Grissom turned to smile at her, laying his hand against the side of her face, as she leaned into it. 

"Let's get cleaned up and go somewhere.  You choose."

"We could shower together to save time," she grinned.

"How is it we've never done that before?" he asked, leading her back to the bathroom.

"All things in their own time," she answered, letting the light blanket drop on the floor.

* * * * *

Adjusting the scarf covering her hair, the Angel of Death made her way across the parking lot, her parcel held firmly in one hand. She gave her head a disgusted shake as she approached the right door.

The whore's in there now, doing God only knows what to my poor Gil.

She shrugged sympathetically as she thought of the lewd things she was forcing him to endure. What had the man done to deserve such a fate?

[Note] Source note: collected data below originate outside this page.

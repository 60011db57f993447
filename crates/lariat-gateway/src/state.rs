use std::sync::Arc;

use lariat_core::{Clock, LinkStore, UserStore};
use lariat_service::{AccountService, LinkService};

/// Shared handler state: the two services over one store handle, plus the
/// public base URL used when rendering full short links.
pub struct AppState<S> {
    pub links: LinkService<S>,
    pub accounts: AccountService<S>,
    pub base_url: String,
}

impl<S> Clone for AppState<S> {
    fn clone(&self) -> Self {
        Self {
            links: self.links.clone(),
            accounts: self.accounts.clone(),
            base_url: self.base_url.clone(),
        }
    }
}

impl<S: LinkStore + UserStore> AppState<S> {
    pub fn new(store: Arc<S>, public_base_url: impl Into<String>) -> Self {
        Self {
            links: LinkService::new(Arc::clone(&store)),
            accounts: AccountService::new(store),
            base_url: public_base_url.into(),
        }
    }

    /// State with an explicit clock, for time-travel tests.
    pub fn with_clock(
        store: Arc<S>,
        clock: Arc<dyn Clock>,
        public_base_url: impl Into<String>,
    ) -> Self {
        Self {
            links: LinkService::with_clock(Arc::clone(&store), Arc::clone(&clock)),
            accounts: AccountService::with_clock(store, clock),
            base_url: public_base_url.into(),
        }
    }
}
pub mod account;
pub mod link;

pub use account::{AccountResponse, LoginRequest, RegisterRequest};
pub use link::{CreateLinkRequest, CreateLinkResponse, DeleteLinkResponse, HealthResponse};
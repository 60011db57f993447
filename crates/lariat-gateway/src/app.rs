use axum::routing::{get, post};
use axum::Router;
use lariat_core::{LinkStore, UserStore};
use tower_http::trace::TraceLayer;

use crate::handlers::{
    create_link_handler, dashboard_handler, delete_link_handler, health_handler, home_handler,
    login_handler, login_page_handler, redirect_handler, register_handler, view_link_handler,
};
use crate::state::AppState;

pub struct App {}

impl App {
    /// Builds the full route table.
    ///
    /// Static routes (`/create`, `/view`, ...) take precedence over the
    /// catch-all `/{alias}` redirect route; the alias validator reserves
    /// those prefixes so they can never be claimed as aliases.
    pub fn router<S: LinkStore + UserStore>(state: AppState<S>) -> Router {
        Router::new()
            .route("/", get(home_handler))
            .route("/login", get(login_page_handler))
            .route("/health", get(health_handler))
            .route("/api/register", post(register_handler::<S>))
            .route("/api/login", post(login_handler::<S>))
            .route("/create", post(create_link_handler::<S>))
            .route("/view/{alias}", get(view_link_handler::<S>))
            .route("/dashboard/{user_id}", get(dashboard_handler::<S>))
            .route(
                "/{alias}",
                get(redirect_handler::<S>).delete(delete_link_handler::<S>),
            )
            .layer(TraceLayer::new_for_http())
            .with_state(state)
    }
}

 It would be an easy task to break in and kill her.  If Gil saw me do it, I wouldn't have to bother with the butchering.  Not that I mind the work, but it's such a bother getting the bodies to the house.

No, she couldn't kill her yet.  It was essential that Gil reject her first.  Before she died, the whore had to know that type of pain, the agony only heartbreak could bring.  Only once she suffered that emotional anguish would she show the tramp what physical pain was.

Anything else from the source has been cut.